▸ **What the task requires**:
Where the line with "pub fn clear_put_failures(&self)" appears below, start writing out lines exactly, and finish with the line with "#[async_trait]", which is included; write out nothing else.

▸ **Records shown**:
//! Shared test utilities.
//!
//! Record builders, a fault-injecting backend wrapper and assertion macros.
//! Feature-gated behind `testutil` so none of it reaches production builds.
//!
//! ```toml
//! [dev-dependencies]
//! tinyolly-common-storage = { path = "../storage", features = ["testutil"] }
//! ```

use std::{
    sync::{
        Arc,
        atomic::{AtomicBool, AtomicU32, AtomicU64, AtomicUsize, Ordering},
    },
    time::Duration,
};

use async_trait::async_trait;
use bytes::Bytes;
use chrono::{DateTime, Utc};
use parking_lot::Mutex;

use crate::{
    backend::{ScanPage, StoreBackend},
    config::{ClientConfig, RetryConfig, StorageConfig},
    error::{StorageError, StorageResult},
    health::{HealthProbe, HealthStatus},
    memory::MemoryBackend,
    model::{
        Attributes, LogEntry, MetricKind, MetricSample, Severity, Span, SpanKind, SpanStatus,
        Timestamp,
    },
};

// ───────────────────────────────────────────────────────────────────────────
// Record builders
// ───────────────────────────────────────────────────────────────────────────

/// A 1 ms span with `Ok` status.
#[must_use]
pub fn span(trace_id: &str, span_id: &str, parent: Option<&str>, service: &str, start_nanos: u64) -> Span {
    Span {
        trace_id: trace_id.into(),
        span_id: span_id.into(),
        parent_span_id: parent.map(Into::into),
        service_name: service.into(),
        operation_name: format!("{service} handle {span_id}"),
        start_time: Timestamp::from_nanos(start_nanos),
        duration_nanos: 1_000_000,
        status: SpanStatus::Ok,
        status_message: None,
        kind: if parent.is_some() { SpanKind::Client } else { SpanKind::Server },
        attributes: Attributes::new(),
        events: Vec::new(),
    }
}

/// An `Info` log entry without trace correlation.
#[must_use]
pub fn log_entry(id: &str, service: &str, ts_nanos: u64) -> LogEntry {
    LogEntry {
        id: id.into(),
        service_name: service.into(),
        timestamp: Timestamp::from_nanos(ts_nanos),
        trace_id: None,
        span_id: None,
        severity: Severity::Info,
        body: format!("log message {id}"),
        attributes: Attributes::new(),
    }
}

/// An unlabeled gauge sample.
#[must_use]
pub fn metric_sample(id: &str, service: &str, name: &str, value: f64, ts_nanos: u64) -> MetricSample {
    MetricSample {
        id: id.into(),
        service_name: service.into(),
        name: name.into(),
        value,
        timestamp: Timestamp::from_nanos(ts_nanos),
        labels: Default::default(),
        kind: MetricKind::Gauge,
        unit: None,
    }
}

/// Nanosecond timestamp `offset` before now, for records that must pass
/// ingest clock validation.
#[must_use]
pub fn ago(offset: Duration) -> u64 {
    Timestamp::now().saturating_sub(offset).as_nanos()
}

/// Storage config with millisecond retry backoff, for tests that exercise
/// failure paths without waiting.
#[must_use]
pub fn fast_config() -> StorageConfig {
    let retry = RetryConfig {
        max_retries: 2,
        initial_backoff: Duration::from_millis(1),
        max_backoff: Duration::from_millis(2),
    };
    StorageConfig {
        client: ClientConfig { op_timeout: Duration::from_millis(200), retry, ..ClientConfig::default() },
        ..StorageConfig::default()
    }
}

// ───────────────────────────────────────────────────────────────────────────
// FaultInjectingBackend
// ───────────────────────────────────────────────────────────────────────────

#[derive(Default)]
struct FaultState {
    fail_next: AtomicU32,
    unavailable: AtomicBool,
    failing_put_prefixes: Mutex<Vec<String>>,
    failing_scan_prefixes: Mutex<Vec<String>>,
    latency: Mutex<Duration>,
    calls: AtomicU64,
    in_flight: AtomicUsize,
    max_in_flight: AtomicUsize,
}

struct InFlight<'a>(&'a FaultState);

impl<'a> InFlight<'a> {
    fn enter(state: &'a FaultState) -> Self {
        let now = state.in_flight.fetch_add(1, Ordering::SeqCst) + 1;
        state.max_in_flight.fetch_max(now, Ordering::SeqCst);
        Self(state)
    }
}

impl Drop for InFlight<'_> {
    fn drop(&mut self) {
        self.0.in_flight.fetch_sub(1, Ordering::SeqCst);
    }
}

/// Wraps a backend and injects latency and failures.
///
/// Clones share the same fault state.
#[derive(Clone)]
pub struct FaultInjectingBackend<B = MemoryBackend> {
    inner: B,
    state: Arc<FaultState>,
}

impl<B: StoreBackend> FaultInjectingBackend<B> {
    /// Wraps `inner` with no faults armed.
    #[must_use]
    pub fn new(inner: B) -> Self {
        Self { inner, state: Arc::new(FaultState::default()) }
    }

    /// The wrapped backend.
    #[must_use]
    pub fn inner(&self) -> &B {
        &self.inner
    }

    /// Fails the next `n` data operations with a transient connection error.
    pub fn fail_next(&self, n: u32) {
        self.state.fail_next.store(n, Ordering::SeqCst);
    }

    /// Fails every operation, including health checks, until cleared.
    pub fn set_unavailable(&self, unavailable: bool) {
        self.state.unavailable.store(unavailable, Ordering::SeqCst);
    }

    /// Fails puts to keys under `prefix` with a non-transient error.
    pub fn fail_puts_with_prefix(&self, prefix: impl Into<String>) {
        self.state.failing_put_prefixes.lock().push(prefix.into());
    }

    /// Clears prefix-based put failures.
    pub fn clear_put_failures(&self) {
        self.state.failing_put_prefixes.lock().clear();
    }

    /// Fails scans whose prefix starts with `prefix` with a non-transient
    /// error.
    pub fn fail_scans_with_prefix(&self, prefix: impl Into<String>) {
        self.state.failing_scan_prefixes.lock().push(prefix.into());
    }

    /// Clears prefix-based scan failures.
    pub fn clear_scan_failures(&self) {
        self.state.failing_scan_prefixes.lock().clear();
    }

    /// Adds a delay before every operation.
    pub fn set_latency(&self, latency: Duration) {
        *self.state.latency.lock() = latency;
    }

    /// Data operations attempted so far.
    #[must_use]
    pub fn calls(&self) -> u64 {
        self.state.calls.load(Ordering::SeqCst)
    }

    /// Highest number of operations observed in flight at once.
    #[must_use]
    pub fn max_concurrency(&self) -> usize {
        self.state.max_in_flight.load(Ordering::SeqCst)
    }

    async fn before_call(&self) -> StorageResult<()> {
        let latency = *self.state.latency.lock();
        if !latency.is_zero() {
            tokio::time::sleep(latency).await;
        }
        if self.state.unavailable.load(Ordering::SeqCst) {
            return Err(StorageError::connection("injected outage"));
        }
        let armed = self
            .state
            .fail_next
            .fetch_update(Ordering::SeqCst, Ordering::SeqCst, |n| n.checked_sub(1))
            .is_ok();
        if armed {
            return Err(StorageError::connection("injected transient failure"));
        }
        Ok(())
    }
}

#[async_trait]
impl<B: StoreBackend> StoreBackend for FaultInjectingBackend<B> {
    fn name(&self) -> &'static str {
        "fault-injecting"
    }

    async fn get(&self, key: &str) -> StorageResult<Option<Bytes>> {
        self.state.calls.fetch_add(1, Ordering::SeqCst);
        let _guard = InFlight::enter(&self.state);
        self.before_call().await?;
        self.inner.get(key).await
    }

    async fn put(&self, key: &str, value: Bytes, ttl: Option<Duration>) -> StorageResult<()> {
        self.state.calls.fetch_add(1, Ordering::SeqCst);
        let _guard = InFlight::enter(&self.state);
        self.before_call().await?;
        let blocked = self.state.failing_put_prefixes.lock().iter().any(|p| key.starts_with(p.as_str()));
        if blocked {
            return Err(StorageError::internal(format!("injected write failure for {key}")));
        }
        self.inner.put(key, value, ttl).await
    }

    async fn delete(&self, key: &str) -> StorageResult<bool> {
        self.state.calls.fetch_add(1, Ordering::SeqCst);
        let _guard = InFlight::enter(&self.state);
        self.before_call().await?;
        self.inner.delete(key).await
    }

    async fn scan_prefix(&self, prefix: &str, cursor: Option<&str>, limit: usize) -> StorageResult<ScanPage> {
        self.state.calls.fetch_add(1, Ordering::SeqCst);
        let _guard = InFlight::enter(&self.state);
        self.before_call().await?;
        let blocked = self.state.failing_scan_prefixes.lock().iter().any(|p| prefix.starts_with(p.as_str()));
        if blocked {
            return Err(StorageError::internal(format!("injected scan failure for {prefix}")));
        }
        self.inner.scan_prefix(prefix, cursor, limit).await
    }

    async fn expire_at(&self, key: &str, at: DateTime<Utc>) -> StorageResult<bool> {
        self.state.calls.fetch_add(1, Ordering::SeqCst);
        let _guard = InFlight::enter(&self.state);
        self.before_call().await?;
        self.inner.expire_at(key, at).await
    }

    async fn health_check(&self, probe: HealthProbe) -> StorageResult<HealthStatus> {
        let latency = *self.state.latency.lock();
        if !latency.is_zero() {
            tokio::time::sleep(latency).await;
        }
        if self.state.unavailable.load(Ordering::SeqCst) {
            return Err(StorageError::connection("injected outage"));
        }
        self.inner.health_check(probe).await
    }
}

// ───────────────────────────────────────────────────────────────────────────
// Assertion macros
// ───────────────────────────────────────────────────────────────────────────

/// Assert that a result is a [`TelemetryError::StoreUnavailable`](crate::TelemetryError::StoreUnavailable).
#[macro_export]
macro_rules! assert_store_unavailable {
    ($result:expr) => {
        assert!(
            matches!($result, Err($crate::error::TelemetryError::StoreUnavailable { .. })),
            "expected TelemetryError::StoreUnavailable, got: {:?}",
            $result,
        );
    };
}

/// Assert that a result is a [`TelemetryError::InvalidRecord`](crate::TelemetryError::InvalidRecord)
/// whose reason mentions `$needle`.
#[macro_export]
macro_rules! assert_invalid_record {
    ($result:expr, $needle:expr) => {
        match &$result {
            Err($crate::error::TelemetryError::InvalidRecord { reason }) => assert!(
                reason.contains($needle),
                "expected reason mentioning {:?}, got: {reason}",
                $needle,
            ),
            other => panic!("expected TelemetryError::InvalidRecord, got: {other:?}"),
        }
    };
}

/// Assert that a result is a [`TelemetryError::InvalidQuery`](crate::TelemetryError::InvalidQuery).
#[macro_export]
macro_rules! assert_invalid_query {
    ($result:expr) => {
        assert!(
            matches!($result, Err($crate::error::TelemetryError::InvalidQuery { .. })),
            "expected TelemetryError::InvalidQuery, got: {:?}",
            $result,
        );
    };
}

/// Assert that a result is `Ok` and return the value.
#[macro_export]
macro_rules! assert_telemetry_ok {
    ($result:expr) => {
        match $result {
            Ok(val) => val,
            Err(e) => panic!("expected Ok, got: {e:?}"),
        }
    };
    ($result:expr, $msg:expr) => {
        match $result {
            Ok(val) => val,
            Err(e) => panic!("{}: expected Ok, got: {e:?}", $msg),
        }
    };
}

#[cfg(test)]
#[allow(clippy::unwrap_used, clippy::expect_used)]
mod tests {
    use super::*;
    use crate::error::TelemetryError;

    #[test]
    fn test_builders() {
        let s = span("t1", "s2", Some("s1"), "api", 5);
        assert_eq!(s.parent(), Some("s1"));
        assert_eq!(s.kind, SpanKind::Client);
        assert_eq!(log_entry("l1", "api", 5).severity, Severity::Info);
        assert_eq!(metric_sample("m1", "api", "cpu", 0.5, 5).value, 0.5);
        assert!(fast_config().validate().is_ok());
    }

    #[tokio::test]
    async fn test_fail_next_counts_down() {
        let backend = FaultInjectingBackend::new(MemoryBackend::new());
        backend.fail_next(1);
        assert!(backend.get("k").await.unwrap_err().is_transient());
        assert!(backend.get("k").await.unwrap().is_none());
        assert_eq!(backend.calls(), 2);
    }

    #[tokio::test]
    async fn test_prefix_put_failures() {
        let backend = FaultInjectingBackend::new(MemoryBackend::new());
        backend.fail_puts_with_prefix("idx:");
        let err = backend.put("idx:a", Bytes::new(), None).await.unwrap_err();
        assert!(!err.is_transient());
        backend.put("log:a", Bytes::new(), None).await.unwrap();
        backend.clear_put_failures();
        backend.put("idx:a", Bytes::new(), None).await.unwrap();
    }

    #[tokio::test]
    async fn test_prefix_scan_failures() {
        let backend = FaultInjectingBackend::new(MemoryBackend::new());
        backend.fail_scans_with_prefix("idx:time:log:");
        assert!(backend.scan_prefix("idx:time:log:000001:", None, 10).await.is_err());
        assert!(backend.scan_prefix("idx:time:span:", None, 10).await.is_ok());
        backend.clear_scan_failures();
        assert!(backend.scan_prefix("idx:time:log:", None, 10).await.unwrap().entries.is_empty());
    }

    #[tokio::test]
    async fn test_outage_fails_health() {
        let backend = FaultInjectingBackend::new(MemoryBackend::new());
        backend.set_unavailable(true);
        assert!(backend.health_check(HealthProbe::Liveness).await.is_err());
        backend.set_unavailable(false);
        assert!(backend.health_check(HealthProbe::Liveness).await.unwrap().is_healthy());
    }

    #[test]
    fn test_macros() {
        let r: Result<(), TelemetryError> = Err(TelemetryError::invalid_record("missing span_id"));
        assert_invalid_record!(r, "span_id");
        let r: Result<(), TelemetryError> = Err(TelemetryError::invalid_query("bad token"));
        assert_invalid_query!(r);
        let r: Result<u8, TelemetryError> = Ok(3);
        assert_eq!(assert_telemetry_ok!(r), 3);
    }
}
---
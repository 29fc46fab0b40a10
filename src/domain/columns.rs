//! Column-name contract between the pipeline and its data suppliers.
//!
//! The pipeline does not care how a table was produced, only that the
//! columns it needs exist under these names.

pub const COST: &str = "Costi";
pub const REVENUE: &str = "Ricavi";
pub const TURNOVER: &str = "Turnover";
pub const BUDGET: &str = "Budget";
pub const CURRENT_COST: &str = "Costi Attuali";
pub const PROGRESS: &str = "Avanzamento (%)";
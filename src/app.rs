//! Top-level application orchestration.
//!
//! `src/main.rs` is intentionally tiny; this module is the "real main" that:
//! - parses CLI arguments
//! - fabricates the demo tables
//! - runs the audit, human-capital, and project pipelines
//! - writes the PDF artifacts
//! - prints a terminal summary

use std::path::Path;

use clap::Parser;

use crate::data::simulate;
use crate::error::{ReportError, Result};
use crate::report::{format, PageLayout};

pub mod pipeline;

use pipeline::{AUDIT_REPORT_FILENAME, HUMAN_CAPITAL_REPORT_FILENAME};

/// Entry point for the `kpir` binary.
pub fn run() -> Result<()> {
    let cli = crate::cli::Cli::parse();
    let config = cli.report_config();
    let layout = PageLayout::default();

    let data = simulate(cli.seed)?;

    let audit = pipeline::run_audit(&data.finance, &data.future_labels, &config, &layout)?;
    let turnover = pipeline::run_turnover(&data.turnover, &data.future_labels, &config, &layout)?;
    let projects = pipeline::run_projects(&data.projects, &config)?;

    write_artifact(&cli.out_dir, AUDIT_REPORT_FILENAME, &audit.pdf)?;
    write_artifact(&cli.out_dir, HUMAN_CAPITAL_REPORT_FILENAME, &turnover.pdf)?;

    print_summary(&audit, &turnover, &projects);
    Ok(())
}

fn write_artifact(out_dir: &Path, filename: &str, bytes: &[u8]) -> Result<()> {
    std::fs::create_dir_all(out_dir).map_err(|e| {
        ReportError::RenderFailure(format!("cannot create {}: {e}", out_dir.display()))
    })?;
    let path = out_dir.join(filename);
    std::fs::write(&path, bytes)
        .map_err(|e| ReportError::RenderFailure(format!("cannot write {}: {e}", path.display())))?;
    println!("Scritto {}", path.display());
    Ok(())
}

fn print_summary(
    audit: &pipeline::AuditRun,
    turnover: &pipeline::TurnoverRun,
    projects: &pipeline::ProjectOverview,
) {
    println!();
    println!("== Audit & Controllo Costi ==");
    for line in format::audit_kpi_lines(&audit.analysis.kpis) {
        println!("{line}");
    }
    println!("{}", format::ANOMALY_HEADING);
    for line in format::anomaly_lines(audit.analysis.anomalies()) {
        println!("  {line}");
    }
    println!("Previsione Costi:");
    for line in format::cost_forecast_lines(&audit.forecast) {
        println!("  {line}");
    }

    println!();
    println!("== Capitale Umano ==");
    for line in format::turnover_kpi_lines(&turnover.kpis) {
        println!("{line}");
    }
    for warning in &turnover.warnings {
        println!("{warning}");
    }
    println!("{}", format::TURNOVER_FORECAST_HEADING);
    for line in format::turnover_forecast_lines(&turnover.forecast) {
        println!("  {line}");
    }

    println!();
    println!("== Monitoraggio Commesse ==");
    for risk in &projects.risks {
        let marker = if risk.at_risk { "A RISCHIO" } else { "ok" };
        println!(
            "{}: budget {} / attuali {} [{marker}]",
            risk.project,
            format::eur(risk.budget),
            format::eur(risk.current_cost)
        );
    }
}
---
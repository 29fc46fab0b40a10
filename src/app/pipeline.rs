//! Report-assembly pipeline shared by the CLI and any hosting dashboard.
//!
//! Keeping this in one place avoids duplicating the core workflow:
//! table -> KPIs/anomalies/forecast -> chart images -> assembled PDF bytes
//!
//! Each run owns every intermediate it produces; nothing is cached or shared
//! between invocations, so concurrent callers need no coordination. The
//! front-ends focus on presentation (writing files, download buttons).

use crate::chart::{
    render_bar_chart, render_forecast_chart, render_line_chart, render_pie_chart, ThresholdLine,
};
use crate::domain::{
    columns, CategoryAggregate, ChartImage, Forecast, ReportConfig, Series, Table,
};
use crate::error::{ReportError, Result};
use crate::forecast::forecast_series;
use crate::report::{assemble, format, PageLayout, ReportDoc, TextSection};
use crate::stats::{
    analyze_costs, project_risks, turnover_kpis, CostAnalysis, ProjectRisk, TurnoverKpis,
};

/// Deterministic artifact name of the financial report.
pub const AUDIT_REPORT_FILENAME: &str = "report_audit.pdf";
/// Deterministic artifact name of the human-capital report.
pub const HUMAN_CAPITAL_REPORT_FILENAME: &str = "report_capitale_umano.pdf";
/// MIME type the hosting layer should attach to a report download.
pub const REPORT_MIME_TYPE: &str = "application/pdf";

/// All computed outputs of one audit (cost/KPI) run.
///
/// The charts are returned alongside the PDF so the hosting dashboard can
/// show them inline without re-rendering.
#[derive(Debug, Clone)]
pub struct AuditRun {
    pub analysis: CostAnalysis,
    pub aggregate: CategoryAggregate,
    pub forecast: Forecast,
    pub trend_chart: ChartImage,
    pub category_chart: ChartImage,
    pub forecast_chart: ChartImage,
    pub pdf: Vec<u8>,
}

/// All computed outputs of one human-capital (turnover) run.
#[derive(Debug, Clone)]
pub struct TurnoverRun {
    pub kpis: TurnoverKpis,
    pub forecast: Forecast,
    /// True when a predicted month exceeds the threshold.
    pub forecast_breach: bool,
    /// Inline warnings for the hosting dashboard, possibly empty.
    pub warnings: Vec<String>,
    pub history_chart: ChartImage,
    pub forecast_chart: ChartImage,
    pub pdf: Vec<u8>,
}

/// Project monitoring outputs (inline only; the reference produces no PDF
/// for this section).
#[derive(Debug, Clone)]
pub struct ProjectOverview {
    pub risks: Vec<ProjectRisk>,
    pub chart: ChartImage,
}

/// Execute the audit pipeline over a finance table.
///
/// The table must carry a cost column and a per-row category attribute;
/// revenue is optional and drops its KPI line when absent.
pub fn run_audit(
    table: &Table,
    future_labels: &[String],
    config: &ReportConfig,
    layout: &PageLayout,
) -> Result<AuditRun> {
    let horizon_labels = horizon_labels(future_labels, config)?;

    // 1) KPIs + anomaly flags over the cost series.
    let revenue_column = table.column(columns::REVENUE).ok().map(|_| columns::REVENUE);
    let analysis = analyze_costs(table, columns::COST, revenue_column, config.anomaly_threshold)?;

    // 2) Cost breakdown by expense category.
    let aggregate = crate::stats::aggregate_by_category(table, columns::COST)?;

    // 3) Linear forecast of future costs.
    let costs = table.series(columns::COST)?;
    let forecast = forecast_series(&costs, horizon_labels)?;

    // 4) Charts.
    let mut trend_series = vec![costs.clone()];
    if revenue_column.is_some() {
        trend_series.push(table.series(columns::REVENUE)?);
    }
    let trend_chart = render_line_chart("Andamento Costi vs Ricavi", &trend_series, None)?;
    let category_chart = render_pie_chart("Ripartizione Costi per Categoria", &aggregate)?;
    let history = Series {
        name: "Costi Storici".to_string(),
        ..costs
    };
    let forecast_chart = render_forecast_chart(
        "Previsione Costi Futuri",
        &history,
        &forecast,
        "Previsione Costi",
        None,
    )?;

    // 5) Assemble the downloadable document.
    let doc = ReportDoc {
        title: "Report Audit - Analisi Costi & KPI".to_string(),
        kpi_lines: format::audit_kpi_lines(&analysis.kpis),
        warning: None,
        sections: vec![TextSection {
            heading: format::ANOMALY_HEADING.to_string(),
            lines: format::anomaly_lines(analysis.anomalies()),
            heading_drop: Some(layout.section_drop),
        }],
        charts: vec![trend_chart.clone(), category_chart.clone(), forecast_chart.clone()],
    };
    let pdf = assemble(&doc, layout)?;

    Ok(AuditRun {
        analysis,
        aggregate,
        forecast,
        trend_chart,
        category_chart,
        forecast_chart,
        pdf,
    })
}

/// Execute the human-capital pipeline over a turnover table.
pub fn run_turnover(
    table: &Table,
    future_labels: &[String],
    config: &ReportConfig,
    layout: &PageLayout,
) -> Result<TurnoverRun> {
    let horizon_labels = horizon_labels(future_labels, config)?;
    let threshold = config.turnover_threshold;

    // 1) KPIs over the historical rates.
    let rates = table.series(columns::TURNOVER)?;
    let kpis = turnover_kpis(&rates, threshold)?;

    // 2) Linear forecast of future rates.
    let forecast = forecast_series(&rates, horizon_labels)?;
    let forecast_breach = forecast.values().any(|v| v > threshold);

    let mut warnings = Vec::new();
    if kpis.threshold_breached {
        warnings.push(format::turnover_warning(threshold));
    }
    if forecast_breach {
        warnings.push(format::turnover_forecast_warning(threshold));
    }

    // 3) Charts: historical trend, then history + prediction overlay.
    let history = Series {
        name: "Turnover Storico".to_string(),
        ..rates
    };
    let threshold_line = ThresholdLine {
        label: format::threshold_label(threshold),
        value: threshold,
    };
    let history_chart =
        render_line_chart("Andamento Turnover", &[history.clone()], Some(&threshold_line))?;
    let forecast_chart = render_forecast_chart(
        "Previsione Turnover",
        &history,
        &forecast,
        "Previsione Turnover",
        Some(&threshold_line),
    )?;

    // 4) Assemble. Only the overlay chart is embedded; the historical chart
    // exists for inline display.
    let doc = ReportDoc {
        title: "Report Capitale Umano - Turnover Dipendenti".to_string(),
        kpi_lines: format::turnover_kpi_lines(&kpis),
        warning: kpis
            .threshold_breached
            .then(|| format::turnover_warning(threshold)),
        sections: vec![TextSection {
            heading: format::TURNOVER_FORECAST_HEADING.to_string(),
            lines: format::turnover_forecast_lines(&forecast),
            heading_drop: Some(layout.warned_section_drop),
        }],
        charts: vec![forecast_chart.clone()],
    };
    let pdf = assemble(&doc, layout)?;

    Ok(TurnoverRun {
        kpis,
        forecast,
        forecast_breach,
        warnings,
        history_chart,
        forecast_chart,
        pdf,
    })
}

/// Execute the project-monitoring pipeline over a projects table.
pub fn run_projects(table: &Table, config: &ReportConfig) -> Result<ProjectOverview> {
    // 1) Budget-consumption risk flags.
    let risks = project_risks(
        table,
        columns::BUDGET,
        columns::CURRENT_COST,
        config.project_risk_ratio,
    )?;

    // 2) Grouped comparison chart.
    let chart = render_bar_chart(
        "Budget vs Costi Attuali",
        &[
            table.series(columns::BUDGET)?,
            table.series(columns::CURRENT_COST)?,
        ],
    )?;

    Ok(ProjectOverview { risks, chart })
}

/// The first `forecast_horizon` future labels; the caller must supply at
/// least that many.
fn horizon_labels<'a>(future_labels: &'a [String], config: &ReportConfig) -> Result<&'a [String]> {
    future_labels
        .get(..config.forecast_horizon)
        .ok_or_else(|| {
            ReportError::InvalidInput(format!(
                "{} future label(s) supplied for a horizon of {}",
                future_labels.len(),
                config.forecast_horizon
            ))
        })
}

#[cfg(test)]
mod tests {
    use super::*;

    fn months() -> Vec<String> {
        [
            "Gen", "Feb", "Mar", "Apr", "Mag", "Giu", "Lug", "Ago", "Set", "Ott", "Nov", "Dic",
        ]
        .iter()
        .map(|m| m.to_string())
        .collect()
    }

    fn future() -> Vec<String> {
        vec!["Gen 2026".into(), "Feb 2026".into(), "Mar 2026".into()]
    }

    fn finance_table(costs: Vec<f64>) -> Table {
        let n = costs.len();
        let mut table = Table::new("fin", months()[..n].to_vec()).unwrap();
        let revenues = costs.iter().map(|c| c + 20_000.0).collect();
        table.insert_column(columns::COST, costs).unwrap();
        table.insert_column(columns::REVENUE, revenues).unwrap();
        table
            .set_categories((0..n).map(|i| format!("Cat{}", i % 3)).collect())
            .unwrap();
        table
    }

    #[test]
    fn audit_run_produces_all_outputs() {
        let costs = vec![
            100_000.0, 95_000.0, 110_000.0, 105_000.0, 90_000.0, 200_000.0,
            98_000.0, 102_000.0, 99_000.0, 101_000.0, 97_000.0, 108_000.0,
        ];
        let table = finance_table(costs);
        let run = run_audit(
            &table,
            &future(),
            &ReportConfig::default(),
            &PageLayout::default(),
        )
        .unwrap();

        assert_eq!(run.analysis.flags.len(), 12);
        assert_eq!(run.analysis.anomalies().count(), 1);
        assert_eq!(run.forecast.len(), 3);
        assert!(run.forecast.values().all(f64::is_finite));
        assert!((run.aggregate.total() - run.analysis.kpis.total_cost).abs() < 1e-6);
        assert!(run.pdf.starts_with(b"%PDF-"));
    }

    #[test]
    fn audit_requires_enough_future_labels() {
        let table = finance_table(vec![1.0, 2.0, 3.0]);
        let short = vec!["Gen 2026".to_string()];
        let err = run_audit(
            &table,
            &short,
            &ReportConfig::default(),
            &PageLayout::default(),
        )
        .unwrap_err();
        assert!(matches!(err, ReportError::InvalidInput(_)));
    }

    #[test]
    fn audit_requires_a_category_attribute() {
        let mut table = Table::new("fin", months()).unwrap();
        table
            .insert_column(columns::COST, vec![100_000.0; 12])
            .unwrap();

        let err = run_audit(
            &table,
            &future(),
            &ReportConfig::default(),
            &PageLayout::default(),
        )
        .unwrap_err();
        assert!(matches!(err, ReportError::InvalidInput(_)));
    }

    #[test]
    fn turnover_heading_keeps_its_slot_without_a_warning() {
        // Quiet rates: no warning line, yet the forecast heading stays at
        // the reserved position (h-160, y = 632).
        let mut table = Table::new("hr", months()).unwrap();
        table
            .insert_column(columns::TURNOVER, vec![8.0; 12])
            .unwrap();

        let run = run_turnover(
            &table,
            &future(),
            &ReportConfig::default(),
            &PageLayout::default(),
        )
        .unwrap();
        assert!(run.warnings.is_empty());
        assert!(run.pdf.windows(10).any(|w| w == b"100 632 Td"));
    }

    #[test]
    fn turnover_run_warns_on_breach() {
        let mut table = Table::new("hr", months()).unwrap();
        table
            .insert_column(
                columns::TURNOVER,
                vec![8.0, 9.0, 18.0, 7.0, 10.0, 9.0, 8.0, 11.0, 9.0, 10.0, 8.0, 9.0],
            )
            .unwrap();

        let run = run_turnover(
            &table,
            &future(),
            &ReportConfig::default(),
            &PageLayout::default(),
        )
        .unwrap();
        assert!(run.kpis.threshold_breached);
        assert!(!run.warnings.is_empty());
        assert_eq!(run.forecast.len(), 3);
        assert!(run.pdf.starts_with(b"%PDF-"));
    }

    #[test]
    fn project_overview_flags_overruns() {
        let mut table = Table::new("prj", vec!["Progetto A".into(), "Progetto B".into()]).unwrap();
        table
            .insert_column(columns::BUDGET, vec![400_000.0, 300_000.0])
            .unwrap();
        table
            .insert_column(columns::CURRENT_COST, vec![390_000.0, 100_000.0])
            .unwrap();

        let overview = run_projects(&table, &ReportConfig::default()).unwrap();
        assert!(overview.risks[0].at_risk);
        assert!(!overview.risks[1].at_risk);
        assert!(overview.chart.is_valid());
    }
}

▸ **Response**:
    pub fn clear_put_failures(&self) {
        self.state.failing_put_prefixes.lock().clear();
    }

    /// Fails scans whose prefix starts with `prefix` with a non-transient
    /// error.
    pub fn fail_scans_with_prefix(&self, prefix: impl Into<String>) {
        self.state.failing_scan_prefixes.lock().push(prefix.into());
    }

    /// Clears prefix-based scan failures.
    pub fn clear_scan_failures(&self) {
        self.state.failing_scan_prefixes.lock().clear();
    }

    /// Adds a delay before every operation.
    pub fn set_latency(&self, latency: Duration) {
        *self.state.latency.lock() = latency;
    }

    /// Data operations attempted so far.
    #[must_use]
    pub fn calls(&self) -> u64 {
        self.state.calls.load(Ordering::SeqCst)
    }

    /// Highest number of operations observed in flight at once.
    #[must_use]
    pub fn max_concurrency(&self) -> usize {
        self.state.max_in_flight.load(Ordering::SeqCst)
    }

    async fn before_call(&self) -> StorageResult<()> {
        let latency = *self.state.latency.lock();
        if !latency.is_zero() {
            tokio::time::sleep(latency).await;
        }
        if self.state.unavailable.load(Ordering::SeqCst) {
            return Err(StorageError::connection("injected outage"));
        }
        let armed = self
            .state
            .fail_next
            .fetch_update(Ordering::SeqCst, Ordering::SeqCst, |n| n.checked_sub(1))
            .is_ok();
        if armed {
            return Err(StorageError::connection("injected transient failure"));
        }
        Ok(())
    }
}

#[async_trait]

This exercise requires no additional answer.